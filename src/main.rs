use std::net::SocketAddr;
use std::sync::Arc;

use sqlx::sqlite::SqlitePoolOptions;
use tracing::info;
use tracing_subscriber::{layer::SubscriberExt, util::SubscriberInitExt};

use coursefinder::api::router;
use coursefinder::catalog::{
    CatalogConfig, CatalogSource, HttpCatalogSource, NormalizeOptions, StaticCatalogSource,
};
use coursefinder::db::SqliteBookmarkStore;
use coursefinder::state::AppState;

#[tokio::main]
async fn main() -> Result<(), Box<dyn std::error::Error>> {
    dotenvy::dotenv().ok();

    tracing_subscriber::registry()
        .with(tracing_subscriber::EnvFilter::new(
            std::env::var("RUST_LOG").unwrap_or_else(|_| "coursefinder=debug".to_string()),
        ))
        .with(tracing_subscriber::fmt::layer())
        .init();

    let database_url = std::env::var("DATABASE_URL")
        .unwrap_or_else(|_| "sqlite://coursefinder.db".to_string());

    let pool = SqlitePoolOptions::new()
        .max_connections(5)
        .connect(&database_url)
        .await?;

    sqlx::migrate!("./migrations").run(&pool).await?;

    let catalog: Arc<dyn CatalogSource> = match std::env::var("CATALOG_URL") {
        Ok(_) => {
            let config = CatalogConfig::new_from_env()?;
            info!("using catalog source at {}", config.catalog_url);
            Arc::new(HttpCatalogSource::new(config)?)
        }
        Err(_) => {
            info!("CATALOG_URL not set, using bundled seed catalog");
            Arc::new(StaticCatalogSource::seeded())
        }
    };

    let state = AppState {
        db: pool.clone(),
        bookmarks: Arc::new(SqliteBookmarkStore::new(pool)),
        catalog,
        normalize: NormalizeOptions::new_from_env(),
    };

    let app = router(state);

    let port = std::env::var("PORT")
        .ok()
        .and_then(|p| p.parse::<u16>().ok())
        .unwrap_or(5000);
    let addr = SocketAddr::from(([127, 0, 0, 1], port));
    info!("listening on http://{}", addr);

    let listener = tokio::net::TcpListener::bind(addr).await?;
    axum::serve(listener, app).await?;

    Ok(())
}
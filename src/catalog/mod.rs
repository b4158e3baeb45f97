pub mod dto;
pub mod normalize;

use std::env;

use async_trait::async_trait;
use reqwest::Client;

use crate::error::AppError;

pub use dto::{RawCourseRecord, RawFaculty, RawUniversity};
pub use normalize::{NormalizeOptions, UniversityFallback, normalize, normalize_catalog};

#[derive(Clone, Debug)]
pub struct CatalogConfig {
    pub catalog_url: String,
}

impl CatalogConfig {
    pub fn new_from_env() -> Result<Self, AppError> {
        let catalog_url = env::var("CATALOG_URL")
            .map_err(|_| AppError::BadRequest("CATALOG_URL is not set".to_string()))?;
        Ok(Self { catalog_url })
    }
}

/// Pull-based source of raw course records. Callers re-fetch per operation
/// rather than caching; snapshot reuse is the caller's decision.
#[async_trait]
pub trait CatalogSource: Send + Sync {
    async fn fetch_courses(&self) -> Result<Vec<RawCourseRecord>, AppError>;
}

pub struct HttpCatalogSource {
    client: Client,
    config: CatalogConfig,
}

impl HttpCatalogSource {
    pub fn new(config: CatalogConfig) -> Result<Self, AppError> {
        let client = Client::builder()
            .build()
            .map_err(|e| AppError::BadRequest(format!("Failed to build http client: {}", e)))?;
        Ok(Self { client, config })
    }
}

#[async_trait]
impl CatalogSource for HttpCatalogSource {
    async fn fetch_courses(&self) -> Result<Vec<RawCourseRecord>, AppError> {
        let response = self
            .client
            .get(&self.config.catalog_url)
            .send()
            .await
            .map_err(|e| AppError::AdapterUnavailable(format!("catalog fetch failed: {}", e)))?;

        if !response.status().is_success() {
            let status = response.status();
            let body = response.text().await.unwrap_or_default();
            return Err(AppError::AdapterUnavailable(format!(
                "catalog source returned {}: {}",
                status, body
            )));
        }

        let body_text = response.text().await.unwrap_or_default();
        serde_json::from_str::<Vec<RawCourseRecord>>(&body_text).map_err(|e| {
            tracing::error!("Failed to parse catalog response: {}", e);
            AppError::BadRequest(format!("Failed to parse catalog response: {}", e))
        })
    }
}

/// Built-in catalog used when no CATALOG_URL is configured. Carries the
/// bundled seed records so search and bookmarking work offline.
pub struct StaticCatalogSource {
    records: Vec<RawCourseRecord>,
}

impl StaticCatalogSource {
    pub fn new(records: Vec<RawCourseRecord>) -> Self {
        Self { records }
    }

    pub fn seeded() -> Self {
        Self::new(seed_records())
    }
}

#[async_trait]
impl CatalogSource for StaticCatalogSource {
    async fn fetch_courses(&self) -> Result<Vec<RawCourseRecord>, AppError> {
        Ok(self.records.clone())
    }
}

fn seed_records() -> Vec<RawCourseRecord> {
    let seed = serde_json::json!([
        {
            "id": 1,
            "name": "Computer Science",
            "specialisation": ["Software Engineering", "Data Science"],
            "courseCode": "CS-001",
            "courseUrl": "https://cmb.ac.lk/faculty-of-science/computer-science",
            "durationMonths": 48,
            "description": "Comprehensive computer science program covering programming, algorithms, and software development",
            "studyMode": "fulltime",
            "courseType": "internal",
            "feeType": "free",
            "feeAmount": 0,
            "university": { "id": 1, "name": "University of Colombo", "type": "government" },
            "faculty": { "id": 1, "name": "Faculty of Science" }
        },
        {
            "id": 2,
            "name": "Business Administration",
            "specialisation": ["Management", "Marketing", "Finance"],
            "courseCode": "BBA-001",
            "courseUrl": "https://pdn.ac.lk/management/bba",
            "durationMonths": 48,
            "description": "Bachelor of Business Administration with focus on modern business practices",
            "studyMode": "fulltime",
            "courseType": "internal",
            "feeType": "free",
            "feeAmount": 0,
            "university": { "id": 2, "name": "University of Peradeniya", "type": "government" },
            "faculty": { "id": 2, "name": "Faculty of Management" }
        },
        {
            "id": 3,
            "name": "Engineering - Electrical",
            "specialisation": ["Power Systems", "Electronics", "Telecommunications"],
            "courseCode": "EE-001",
            "courseUrl": "https://mrt.ac.lk/engineering/electrical",
            "durationMonths": 48,
            "description": "Bachelor of Engineering in Electrical Engineering",
            "studyMode": "fulltime",
            "courseType": "internal",
            "feeType": "free",
            "feeAmount": 0,
            "university": { "id": 3, "name": "University of Moratuwa", "type": "government" },
            "faculty": { "id": 3, "name": "Faculty of Engineering" }
        },
        {
            "id": 4,
            "name": "Medicine",
            "specialisation": ["General Medicine"],
            "courseCode": "MBBS-001",
            "courseUrl": "https://med.cmb.ac.lk/medicine",
            "durationMonths": 60,
            "description": "Bachelor of Medicine and Bachelor of Surgery",
            "studyMode": "fulltime",
            "courseType": "internal",
            "feeType": "free",
            "feeAmount": 0,
            "university": { "id": 1, "name": "University of Colombo", "type": "government" },
            "faculty": { "id": 4, "name": "Faculty of Medicine" }
        }
    ]);

    serde_json::from_value(seed).unwrap_or_else(|e| {
        // The seed is a compile-time constant; a parse failure is a bug.
        tracing::error!("seed catalog failed to deserialize: {}", e);
        Vec::new()
    })
}

#[cfg(test)]
mod tests {
    use super::*;

    #[tokio::test]
    async fn static_source_serves_seed_records() {
        let source = StaticCatalogSource::seeded();
        let records = source.fetch_courses().await.unwrap();
        assert_eq!(records.len(), 4);
        assert_eq!(records[0].id, Some(1));
        assert_eq!(records[1].name.as_deref(), Some("Business Administration"));
    }

    #[tokio::test]
    async fn seed_records_all_normalize_strictly() {
        let source = StaticCatalogSource::seeded();
        let records = source.fetch_courses().await.unwrap();
        let opts = NormalizeOptions::default();
        let courses = normalize_catalog(records, &opts);
        assert_eq!(courses.len(), 4);
        assert!(courses.iter().all(|c| c.duration_months.is_some()));
    }
}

■ Problem description: Work through the material above and count the lines that contain the word "layer". Only the number is to be given.

■ Exercise output: 2